Furthermore, adopting a formal verification methodology for CDC issues can help reduce the time and effort required to identify and fix bugs. Traditional methods often rely on debugging techniques and iterative simulations, which can be time-consuming, especially in complex designs with numerous CDC paths. Formal verification, on the other hand, allows for automatic analysis and the generation of counterexamples, aiding in the root cause analysis of bugs.
Future Implications
The development of a pragmatic formal verification methodology for CDC issues is a significant advancement in ensuring the reliability and integrity of SoC designs. As technology continues to evolve, SoCs will become even more complex, and the presence of multiple asynchronous clock domains will be more prevalent.
By laying the foundation for a systematic and efficient verification process, this methodology sets the stage for future advancements in SoC design verification. It brings confidence to designers that they can thoroughly assess and validate complex designs, reducing the risk of bugs escaping into production devices.
As the industry moves towards advanced nodes and new technologies, such as 5G, IoT, and artificial intelligence, the complexity of SoC designs will only increase. Thus, the need for robust and comprehensive verification methodologies, including formal verification for CDC issues, will become even more critical in ensuring the reliability and functionality of these advanced systems.
Read the original article
by jsendak | Jun 12, 2024 | Computer Science
arXiv:2406.05205v1 Announce Type: cross
Abstract: This paper proposes Comprehensive Pathology Language Image Pre-training (CPLIP), a new unsupervised technique designed to enhance the alignment of images and text in histopathology for tasks such as classification and segmentation. This methodology enriches vision-language models by leveraging extensive data without needing ground truth annotations. CPLIP involves constructing a pathology-specific dictionary, generating textual descriptions for images using language models, and retrieving relevant images for each text snippet via a pre-trained model. The model is then fine-tuned using a many-to-many contrastive learning method to align complex interrelated concepts across both modalities. Evaluated across multiple histopathology tasks, CPLIP shows notable improvements in zero-shot learning scenarios, outperforming existing methods in both interpretability and robustness and setting a higher benchmark for the application of vision-language models in the field. To encourage further research and replication, the code for CPLIP is available on GitHub at https://cplip.github.io/
Integrating Images and Text in Histopathology: The CPLIP Approach
Histopathology, the study of cellular changes in tissues, plays a crucial role in the diagnosis and treatment of various diseases. The integration of images and text in this field holds great potential for improving the accuracy and efficiency of tasks such as classification and segmentation. The recently proposed Comprehensive Pathology Language Image Pre-training (CPLIP) technique presents a novel approach to aligning images and text in histopathology without the need for ground truth annotations.
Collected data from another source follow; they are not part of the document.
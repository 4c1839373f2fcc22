pub mod toml_loader;

pub use toml_loader::{load_all_parameters, load_parameters, parse_parameters, ParamsFile};
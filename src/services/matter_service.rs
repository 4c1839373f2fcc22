//! 前后附文服务 - 业务能力层
//!
//! - 前文: 一次结构化调用得到引言、结论和参考文献，引言同时用来初始化滚动上下文
//! - 后文: 附录（统计表 + 流程示意），只有严谨档位才会调用后端

use tracing::{debug, info};

use crate::clients::BackendRequest;
use crate::error::AppResult;
use crate::models::rolling_context::head_chars;
use crate::models::{DocumentParameters, RollingContext};
use crate::profile::{prompts, Profile};
use crate::services::json_repair::{string_field, string_list_field};
use crate::services::ResilientCaller;

/// 引言、结论和参考文献
#[derive(Debug, Clone, Default, PartialEq, Eq)]
pub struct FrontMatter {
    pub introduction: String,
    pub conclusion: String,
    pub references: Vec<String>,
    pub urls: Vec<String>,
}

impl FrontMatter {
    /// 用引言开头初始化滚动上下文
    pub fn seed_context(
        &self,
        params: &DocumentParameters,
        profile: Profile,
        context: &mut RollingContext,
    ) {
        let seed = head_chars(&self.introduction, profile.tuning().context_seed);
        let text = match profile {
            Profile::Rigorous => format!("主题: {}\n目的: {}", params.topic, seed),
            Profile::Lightweight => seed.to_string(),
        };
        context.seed(&text);
    }
}

/// 附录
#[derive(Debug, Clone, Default, PartialEq, Eq)]
pub struct BackMatter {
    pub appendix: Option<String>,
    pub urls: Vec<String>,
}

/// 前后附文服务
pub struct MatterService {
    caller: ResilientCaller,
    model: String,
}

impl MatterService {
    pub fn new(caller: ResilientCaller, model: impl Into<String>) -> Self {
        Self {
            caller,
            model: model.into(),
        }
    }

    /// 生成引言、结论和参考文献
    ///
    /// 字段缺失时引言和结论使用档位占位文本，参考文献为空。
    pub async fn generate_front_matter(
        &self,
        params: &DocumentParameters,
        profile: Profile,
    ) -> AppResult<FrontMatter> {
        let request =
            BackendRequest::new(&self.model, prompts::front_matter_prompt(profile, params))
                .with_system(prompts::system_instruction(profile, params))
                .json()
                .grounded(params.settings.web_grounding);

        let (value, urls) = self.caller.call_json(&request).await?;

        let placeholder = profile.missing_text_placeholder();
        let introduction =
            string_field(&value, "introduction").unwrap_or_else(|| placeholder.to_string());
        let conclusion =
            string_field(&value, "conclusion").unwrap_or_else(|| placeholder.to_string());

        let mut references = string_list_field(&value, "references");
        if profile.tuning().sort_references {
            references.sort();
        }

        info!(
            "📝 前文就绪: 引言 {} 字符, 结论 {} 字符, 参考文献 {} 条",
            introduction.chars().count(),
            conclusion.chars().count(),
            references.len()
        );

        Ok(FrontMatter {
            introduction,
            conclusion,
            references,
            urls,
        })
    }

    /// 生成附录，轻量档位直接返回空结果
    pub async fn generate_back_matter(
        &self,
        params: &DocumentParameters,
        profile: Profile,
    ) -> AppResult<BackMatter> {
        if !profile.tuning().has_back_matter {
            debug!("{}档位不生成附录", profile.name());
            return Ok(BackMatter::default());
        }

        let request = BackendRequest::new(&self.model, prompts::back_matter_prompt(params))
            .with_system(prompts::system_instruction(profile, params));

        let outcome = self.caller.call(&request).await?;
        let appendix = outcome.text.trim().to_string();

        Ok(BackMatter {
            appendix: Some(appendix),
            urls: outcome.urls,
        })
    }
}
One of the key strengths of CPLIP lies in its ability to leverage extensive data in an unsupervised manner. By constructing a pathology-specific dictionary and utilizing language models, textual descriptions can be generated for histopathology images. This creates a valuable bridge between the visual and textual modalities, enabling the seamless retrieval of relevant images for each text snippet using a pre-trained model. Furthermore, CPLIP incorporates a many-to-many contrastive learning method to fine-tune the model, ensuring complex interrelated concepts are accurately aligned across both images and text.
The multidisciplinary nature of CPLIP makes it a significant contribution to the wider field of multimedia information systems. By integrating both computer vision and natural language processing techniques, CPLIP serves as a powerful tool in bridging the gap between visual and textual data. This not only enhances the interpretability and robustness of vision-language models, but also expands the possibilities for developing advanced applications in the domain of histopathology.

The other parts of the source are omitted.